Savannah is our home for a few months. Kind of nice to just pick a city that appeals and live there for a while.
Why not pick Savannah we asked each other a few months ago while deciding where to finish this sailing season? Its old, its scenic, classic, fun to walk around, the food is good and “Midnight in the Garden of Good and Evil” takes place in Savannah. For mood Spanish Moss hangs down from two hundred year old oak trees in front of the antebellum homes.
It’s been a few weeks since we arrived at our new “home” at Isle of Hope Marina. Just starting to recover and just starting to adjust to Savannah, it’s laid back attitude, it’s heat, all while watching the dolphins play in the quiet waters of the ICW flowing next to the marina. So far Savannah has lived up to its expectations.
Brief Trip Recap
We started this season with the boat in Jamaica, from there, on to Cuba, Turks and Kakos and the Bahamas. From the Bahamas the Gulf Stream provided a fast moving walkway (like in an airport) heading north, adding about 5 knots to our measly 5 knots. Leaving the Bahamas we sailed to Cape Canaveral Florida where we watched a rocket launch and joined the ICW on our journey north to Savannah.

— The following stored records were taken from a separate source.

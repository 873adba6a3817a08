// Copyright 2020 Amazon.com, Inc. or its affiliates. All Rights Reserved.
//
// SPDX-License-Identifier: Apache-2.0 OR BSD-3-Clause

//! Transfer descriptors, as seen by drivers, and their completion.

use std::cmp;
use std::sync::mpsc::{self, Receiver, SyncSender, TryRecvError};
use std::sync::{Arc, Mutex};

use vmm_sys_util::eventfd::EventFd;

use crate::block::queue::DispatchQueue;
use crate::block::{DmaCookie, FreeList, RequestType};
use crate::device::{ErrorCause, ErrorStats};
use crate::{Error, Result};

/// Transfer flags.
pub mod xfer_flags {
    /// The transfer runs in polled mode: interrupts are not available and the driver must
    /// complete it before returning from its callback.
    pub const POLL: u32 = 1 << 0;
}

/// A host buffer shared between the submitter and the driver.
#[derive(Clone, Debug, Default)]
pub struct DirectBuf(Arc<Mutex<Vec<u8>>>);

impl DirectBuf {
    /// Creates a zeroed buffer of `len` bytes.
    pub fn new(len: usize) -> Self {
        DirectBuf::from(vec![0u8; len])
    }

    pub fn len(&self) -> usize {
        self.0.lock().unwrap().len()
    }

    pub fn is_empty(&self) -> bool {
        self.len() == 0
    }

    /// Copies `src` into the start of the buffer. Returns the number of bytes copied.
    pub fn copy_from(&self, src: &[u8]) -> usize {
        let mut buf = self.0.lock().unwrap();
        let n = cmp::min(buf.len(), src.len());
        buf[..n].copy_from_slice(&src[..n]);
        n
    }

    /// Copies the start of the buffer into `dst`. Returns the number of bytes copied.
    pub fn copy_to(&self, dst: &mut [u8]) -> usize {
        let buf = self.0.lock().unwrap();
        let n = cmp::min(buf.len(), dst.len());
        dst[..n].copy_from_slice(&buf[..n]);
        n
    }

    pub fn to_vec(&self) -> Vec<u8> {
        self.0.lock().unwrap().clone()
    }
}

impl From<Vec<u8>> for DirectBuf {
    fn from(v: Vec<u8>) -> Self {
        DirectBuf(Arc::new(Mutex::new(v)))
    }
}

/// Memory bound to a transfer: either a DMA scatter list, or a single host buffer.
#[derive(Clone, Debug)]
pub enum XferMem {
    Dma(Vec<DmaCookie>),
    Direct(DirectBuf),
}

/// Everything about a transfer that is known once its request has been validated and bound.
pub(crate) struct XferParams {
    pub request_type: RequestType,
    pub blkno: u64,
    pub nblks: u64,
    pub mem: Option<XferMem>,
    pub qnum: u32,
    pub free: Option<FreeList>,
}

struct DoneState {
    tx: Option<SyncSender<Result<()>>>,
    cause: Option<ErrorCause>,
}

// Completion side of a transfer, shared by all the clones of its descriptor.
struct Done {
    id: u64,
    state: Mutex<DoneState>,
    stats: Arc<ErrorStats>,
    // `None` for polled transfers, which bypass the dispatch queue.
    queue: Option<Arc<DispatchQueue>>,
    notify: Option<Arc<EventFd>>,
}

impl Done {
    fn finish(&self, result: Result<()>) -> Result<()> {
        let (tx, cause) = {
            let mut state = self.state.lock().unwrap();
            match state.tx.take() {
                Some(tx) => (tx, state.cause.take()),
                None => {
                    error!("transfer {} completed more than once", self.id);
                    return Err(Error::AlreadyCompleted);
                }
            }
        };

        match result {
            Ok(()) => debug!("transfer {} done", self.id),
            Err(ref e) => {
                debug!("transfer {} failed: {}", self.id, e);
                self.stats.record_failure(e, cause);
            }
        }

        if let Some(queue) = self.queue.as_ref() {
            queue.retire();
        }
        if let Some(evt) = self.notify.as_ref() {
            if let Err(e) = evt.write(1) {
                error!("Failed to signal completion: {:?}", e);
            }
        }
        // The submitter is allowed to drop its `Pending` without waiting.
        let _ = tx.send(result);
        Ok(())
    }
}

impl Drop for Done {
    fn drop(&mut self) {
        let lost = self.state.get_mut().map(|s| s.tx.is_some()).unwrap_or(false);
        if lost {
            error!("transfer {} dropped without completion", self.id);
            let _ = self.finish(Err(Error::Io(libc::EIO)));
        }
    }
}

/// A transfer descriptor: one read, write, cache flush or free space operation handed to a
/// driver.
///
/// Clones share their completion, so a driver can keep a clone around and complete it later,
/// from any thread. Every descriptor must be completed exactly once; a descriptor whose last
/// clone goes away without completion fails with `EIO`.
#[derive(Clone)]
pub struct Xfer {
    request_type: RequestType,
    blkno: u64,
    nblks: u64,
    mem: Option<XferMem>,
    flags: u32,
    qnum: u32,
    free: Option<Arc<FreeList>>,
    done: Arc<Done>,
}

impl Xfer {
    pub(crate) fn new(
        id: u64,
        params: XferParams,
        flags: u32,
        stats: Arc<ErrorStats>,
        queue: Option<Arc<DispatchQueue>>,
        notify: Option<Arc<EventFd>>,
    ) -> (Xfer, Pending) {
        let (tx, rx) = mpsc::sync_channel(1);
        let done = Done {
            id,
            state: Mutex::new(DoneState {
                tx: Some(tx),
                cause: None,
            }),
            stats,
            queue,
            notify,
        };
        let xfer = Xfer {
            request_type: params.request_type,
            blkno: params.blkno,
            nblks: params.nblks,
            mem: params.mem,
            flags,
            qnum: params.qnum,
            free: params.free.map(Arc::new),
            done: Arc::new(done),
        };
        (xfer, Pending { id, rx })
    }

    /// Unique (per handle) identifier of the transfer.
    pub fn id(&self) -> u64 {
        self.done.id
    }

    pub fn request_type(&self) -> RequestType {
        self.request_type
    }

    /// First block of the transfer. For free space requests, the offset of the extent list.
    pub fn blkno(&self) -> u64 {
        self.blkno
    }

    /// Number of blocks transferred or released.
    pub fn nblks(&self) -> u64 {
        self.nblks
    }

    /// Memory bound to the transfer; `None` for cache flushes and free space requests.
    pub fn mem(&self) -> Option<&XferMem> {
        self.mem.as_ref()
    }

    /// Number of DMA cookies, 0 for other bindings.
    pub fn ndmac(&self) -> usize {
        match self.mem {
            Some(XferMem::Dma(ref cookies)) => cookies.len(),
            _ => 0,
        }
    }

    pub fn flags(&self) -> u32 {
        self.flags
    }

    pub fn is_polled(&self) -> bool {
        self.flags & xfer_flags::POLL != 0
    }

    /// Index of the device queue the transfer was submitted to.
    pub fn qnum(&self) -> u32 {
        self.qnum
    }

    /// Extents of a free space request.
    pub fn free(&self) -> Option<&FreeList> {
        self.free.as_deref()
    }

    /// Completes the transfer with `result`, waking up its submitter.
    ///
    /// Fails with `AlreadyCompleted` if the transfer was completed before.
    pub fn complete(&self, result: Result<()>) -> Result<()> {
        self.done.finish(result)
    }

    /// Records the cause of a failure of this transfer.
    ///
    /// The cause is accounted for only if the transfer eventually completes with an error;
    /// when reported more than once, the last cause wins.
    pub fn report_error(&self, cause: ErrorCause) -> Result<()> {
        let mut state = self.done.state.lock().unwrap();
        if state.tx.is_none() {
            warn!(
                "error {:?} reported for completed transfer {}",
                cause, self.done.id
            );
            return Err(Error::AlreadyCompleted);
        }
        state.cause = Some(cause);
        Ok(())
    }
}

/// The submitter's side of an accepted transfer.
#[derive(Debug)]
pub struct Pending {
    id: u64,
    rx: Receiver<Result<()>>,
}

impl Pending {
    pub fn id(&self) -> u64 {
        self.id
    }

    /// Blocks until the transfer completes and returns its status.
    pub fn wait(self) -> Result<()> {
        // Every descriptor sends its status before going away, so this can't disconnect.
        self.rx.recv().unwrap_or(Err(Error::Io(libc::EIO)))
    }

    /// Returns the status of the transfer if it has completed.
    pub fn try_wait(&self) -> Option<Result<()>> {
        match self.rx.try_recv() {
            Ok(result) => Some(result),
            Err(TryRecvError::Empty) => None,
            Err(TryRecvError::Disconnected) => Some(Err(Error::Io(libc::EIO))),
        }
    }
}

#[cfg(test)]
mod tests {
    use super::*;

    fn xfer(stats: Arc<ErrorStats>) -> (Xfer, Pending) {
        let params = XferParams {
            request_type: RequestType::Read,
            blkno: 0,
            nblks: 1,
            mem: Some(XferMem::Direct(DirectBuf::new(512))),
            qnum: 0,
            free: None,
        };
        Xfer::new(7, params, 0, stats, None, None)
    }

    #[test]
    fn test_complete_once() {
        let stats = Arc::new(ErrorStats::default());
        let (x, pending) = xfer(stats.clone());
        assert_eq!(x.id(), 7);
        assert!(pending.try_wait().is_none());

        x.complete(Ok(())).unwrap();
        assert!(matches!(x.complete(Ok(())), Err(Error::AlreadyCompleted)));
        assert!(matches!(
            x.clone().complete(Err(Error::Io(libc::EIO))),
            Err(Error::AlreadyCompleted)
        ));
        assert!(pending.wait().is_ok());
        assert_eq!(stats.snapshot().hard_errors, 0);
    }

    #[test]
    fn test_report_error() {
        let stats = Arc::new(ErrorStats::default());

        // The last reported cause is attributed to a failed transfer.
        let (x, pending) = xfer(stats.clone());
        x.report_error(ErrorCause::NotReady).unwrap();
        x.report_error(ErrorCause::Media).unwrap();
        x.complete(Err(Error::Io(libc::EIO))).unwrap();
        assert!(matches!(pending.wait(), Err(Error::Io(_))));
        let s = stats.snapshot();
        assert_eq!((s.hard_errors, s.media_errors, s.not_ready_errors), (1, 1, 0));

        // And dropped for a successful one.
        let (x, _pending) = xfer(stats.clone());
        x.report_error(ErrorCause::Recoverable).unwrap();
        x.complete(Ok(())).unwrap();
        assert_eq!(stats.snapshot().recoverable_errors, 0);
        assert!(matches!(
            x.report_error(ErrorCause::Media),
            Err(Error::AlreadyCompleted)
        ));
    }

    #[test]
    fn test_dropped_xfer() {
        let stats = Arc::new(ErrorStats::default());
        let (x, pending) = xfer(stats.clone());
        let clone = x.clone();
        drop(x);
        assert!(pending.try_wait().is_none());
        drop(clone);
        assert!(matches!(pending.wait(), Err(Error::Io(_))));
        assert_eq!(stats.snapshot().hard_errors, 1);
    }

    #[test]
    fn test_notify() {
        let evt = Arc::new(EventFd::new(vmm_sys_util::eventfd::EFD_NONBLOCK).unwrap());
        let params = XferParams {
            request_type: RequestType::SyncCache,
            blkno: 0,
            nblks: 0,
            mem: None,
            qnum: 0,
            free: None,
        };
        let (x, _pending) = Xfer::new(
            1,
            params,
            0,
            Arc::new(ErrorStats::default()),
            None,
            Some(evt.clone()),
        );
        x.complete(Ok(())).unwrap();
        assert_eq!(evt.read().unwrap(), 1);
    }

    #[test]
    fn test_direct_buf() {
        let buf = DirectBuf::new(4);
        let other = buf.clone();
        assert_eq!(other.copy_from(&[1, 2, 3, 4, 5]), 4);
        let mut out = [0u8; 2];
        assert_eq!(buf.copy_to(&mut out), 2);
        assert_eq!(out, [1, 2]);
        assert_eq!(buf.to_vec(), vec![1, 2, 3, 4]);
    }
}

The 1600 mile long ICW is a connected series of lakes, rivers, sounds, marshes and canals running almost the length of the United States east coast; just inside a set of natural islands that protect the route from the sometimes cruel Atlantic. The islands are sometimes referred to as barrier islands.
The ICW was first suggested by Treasury Secretary Albert Gallatin in 1802 as an economic boon for commercial vessels when the ocean was not safe or impassable. It required dredging some rivers and creating some canals to connect the natural waterways. Federal laws provided the funds for maintaining the length of the ICW to a navigable depth. A job that is now hard to fulfill given two things: the amount of silt that naturally fills the waterway; and the now, the more man-made struggle to acquire federal funds to keep dredging.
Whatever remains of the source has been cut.